Persian Fire: The First World Empire and the Battle for the West
- The first edition cover.
- Author: Tom Holland
- Language: English
- Subject: Achaemenid Persian Empire
- Publisher: Little, Brown Book Group
- Publication date: 2005
- Publication place: United Kingdom
- Published in English: 2005
- Media type: Paperback
- ISBN: 9780349117171
- OCLC: 730091756
- Preceded by: Rubicon: The Last Years of the Roman Republic
- Followed by: Millennium

= Persian Fire =

2005 book by Tom Holland

Persian Fire: The First World Empire and the Battle for the West is a historical study of the Persian Empire by popular historian Tom Holland, first published in 2005. It won the Runciman Award.

==Reviews==

James Buchan, writing in The Guardian gave the book a mostly positive review, praising Holland's writing as 'clear and uncluttered' and calling the set pieces 'thrilling'. However, he also criticized Holland's reliance on an unreliable source for information regarding the Spartan constitution and called some of the details 'anachronistic'.

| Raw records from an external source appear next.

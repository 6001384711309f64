use chrono::{DateTime, Local, NaiveDate};
use validator::Validate;

use crate::models::search::{SearchCriteria, ValidationOutcome};

pub const CITY_REQUIRED: &str = "City is required";
pub const CHECK_IN_REQUIRED: &str = "Check-in date is required";
pub const CHECK_IN_PAST: &str = "Check-in date must be in the future";
pub const CHECK_OUT_REQUIRED: &str = "Check-out date is required";
pub const CHECK_OUT_PAST: &str = "Check-out date must be in the future";
pub const CHECK_OUT_BEFORE_CHECK_IN: &str = "Check-out date must be after check-in date";
pub const GUESTS_OUT_OF_RANGE: &str = "Number of guests must be between 1 and 5";

/// Parses `YYYY-MM-DD`, falling back to the date part of an RFC 3339 timestamp.
pub fn parse_calendar_date(value: &str) -> Option<NaiveDate> {
    NaiveDate::parse_from_str(value, "%Y-%m-%d")
        .ok()
        .or_else(|| {
            DateTime::parse_from_rfc3339(value)
                .ok()
                .map(|dt| dt.date_naive())
        })
}

// Today counts as the future. Unparseable input does not.
fn is_on_or_after(value: &str, today: NaiveDate) -> bool {
    parse_calendar_date(value).is_some_and(|date| date >= today)
}

fn is_strictly_after(check_in: &str, check_out: &str) -> bool {
    match (parse_calendar_date(check_in), parse_calendar_date(check_out)) {
        (Some(check_in), Some(check_out)) => check_out > check_in,
        _ => false,
    }
}

/// Validates a search form submission against `today`.
///
/// Every rule runs; the error list keeps the order city, check-in,
/// check-out, date ordering, guests.
pub fn validate(criteria: &SearchCriteria, today: NaiveDate) -> ValidationOutcome {
    let mut errors = Vec::new();

    if criteria.city.trim().is_empty() {
        errors.push(CITY_REQUIRED.to_string());
    }

    if criteria.check_in.is_empty() {
        errors.push(CHECK_IN_REQUIRED.to_string());
    } else if !is_on_or_after(&criteria.check_in, today) {
        errors.push(CHECK_IN_PAST.to_string());
    }

    if criteria.check_out.is_empty() {
        errors.push(CHECK_OUT_REQUIRED.to_string());
    } else if !is_on_or_after(&criteria.check_out, today) {
        errors.push(CHECK_OUT_PAST.to_string());
    }

    if !criteria.check_in.is_empty()
        && !criteria.check_out.is_empty()
        && !is_strictly_after(&criteria.check_in, &criteria.check_out)
    {
        errors.push(CHECK_OUT_BEFORE_CHECK_IN.to_string());
    }

    if let Err(e) = criteria.validate() {
        if e.field_errors().contains_key("guests") {
            errors.push(GUESTS_OUT_OF_RANGE.to_string());
        }
    }

    ValidationOutcome {
        is_valid: errors.is_empty(),
        errors,
    }
}

/// [`validate`] against the local calendar date.
pub fn validate_search_form(criteria: &SearchCriteria) -> ValidationOutcome {
    validate(criteria, Local::now().date_naive())
}

#[cfg(test)]
mod tests {
    use super::*;
    use chrono::Duration;

    fn today() -> NaiveDate {
        NaiveDate::from_ymd_opt(2030, 6, 15).unwrap()
    }

    fn day(offset: i64) -> String {
        (today() + Duration::days(offset))
            .format("%Y-%m-%d")
            .to_string()
    }

    fn criteria(city: &str, check_in: &str, check_out: &str, guests: i64) -> SearchCriteria {
        SearchCriteria {
            city: city.to_string(),
            check_in: check_in.to_string(),
            check_out: check_out.to_string(),
            guests,
        }
    }

    #[test]
    fn empty_form_reports_every_missing_field_in_order() {
        let outcome = validate(&criteria("", "", "", 0), today());

        assert!(!outcome.is_valid);
        assert_eq!(
            outcome.errors,
            vec![
                CITY_REQUIRED,
                CHECK_IN_REQUIRED,
                CHECK_OUT_REQUIRED,
                GUESTS_OUT_OF_RANGE
            ]
        );
    }

    #[test]
    fn today_and_tomorrow_is_valid() {
        let outcome = validate(&criteria("Mumbai", &day(0), &day(1), 2), today());

        assert!(outcome.is_valid);
        assert!(outcome.errors.is_empty());
    }

    #[test]
    fn check_out_before_check_in_only_reports_ordering() {
        let outcome = validate(&criteria("Goa", &day(1), &day(0), 3), today());

        assert_eq!(outcome.errors, vec![CHECK_OUT_BEFORE_CHECK_IN]);
        assert!(!outcome.is_valid);
    }

    #[test]
    fn same_day_check_out_is_rejected_by_ordering_only() {
        let outcome = validate(&criteria("Goa", &day(2), &day(2), 1), today());

        assert_eq!(outcome.errors, vec![CHECK_OUT_BEFORE_CHECK_IN]);
    }

    #[test]
    fn blank_city_is_required() {
        let outcome = validate(&criteria("   ", &day(1), &day(3), 1), today());

        assert_eq!(outcome.errors, vec![CITY_REQUIRED]);
    }

    #[test]
    fn past_dates_are_rejected() {
        let outcome = validate(&criteria("Delhi", &day(-2), &day(-1), 2), today());

        assert_eq!(outcome.errors, vec![CHECK_IN_PAST, CHECK_OUT_PAST]);
    }

    #[test]
    fn unparseable_dates_count_as_past() {
        let outcome = validate(&criteria("Delhi", "next week", &day(3), 2), today());

        assert_eq!(
            outcome.errors,
            vec![CHECK_IN_PAST, CHECK_OUT_BEFORE_CHECK_IN]
        );
    }

    #[test]
    fn guest_bounds_are_inclusive() {
        for guests in 1..=5 {
            let outcome = validate(&criteria("Jaipur", &day(1), &day(2), guests), today());
            assert!(outcome.is_valid, "{guests} guests should be accepted");
        }
        for guests in [-1, 0, 6] {
            let outcome = validate(&criteria("Jaipur", &day(1), &day(2), guests), today());
            assert_eq!(outcome.errors, vec![GUESTS_OUT_OF_RANGE]);
        }
    }

    #[test]
    fn missing_check_out_skips_ordering() {
        let outcome = validate(&criteria("Pune", &day(1), "", 2), today());

        assert_eq!(outcome.errors, vec![CHECK_OUT_REQUIRED]);
    }

    #[test]
    fn parses_iso_dates_and_timestamps() {
        let expected = NaiveDate::from_ymd_opt(2030, 6, 15);

        assert_eq!(parse_calendar_date("2030-06-15"), expected);
        assert_eq!(parse_calendar_date("2030-06-15T10:30:00+05:30"), expected);
        assert_eq!(parse_calendar_date("15/06/2030"), None);
        assert_eq!(parse_calendar_date(""), None);
    }

    #[test]
    fn validates_against_local_today() {
        let today = Local::now().date_naive();
        let form = criteria(
            "Mumbai",
            &today.format("%Y-%m-%d").to_string(),
            &(today + Duration::days(1)).format("%Y-%m-%d").to_string(),
            2,
        );

        assert!(validate_search_form(&form).is_valid);
    }
}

Geraldine Bedell, writing in The Observer gave Persian Fire a wholly positive review, calling it 'fascinating'.

Dominic Sandbrook writing in The Telegraph gave Persian Fire a mixed review, calling it 'spirited and engaging' but criticizing Holland's attempts to compare the ancient world and the 21st century.

Christopher Hart writing under the name William Napier in The Independent gave Persian Fire a positive review, calling it 'masterly and gripping'

A mostly positive review in Kirkus Reviews praised the battle scenes as 'stirring' but called Holland's 'East-versus-West' notion 'anachronistic'.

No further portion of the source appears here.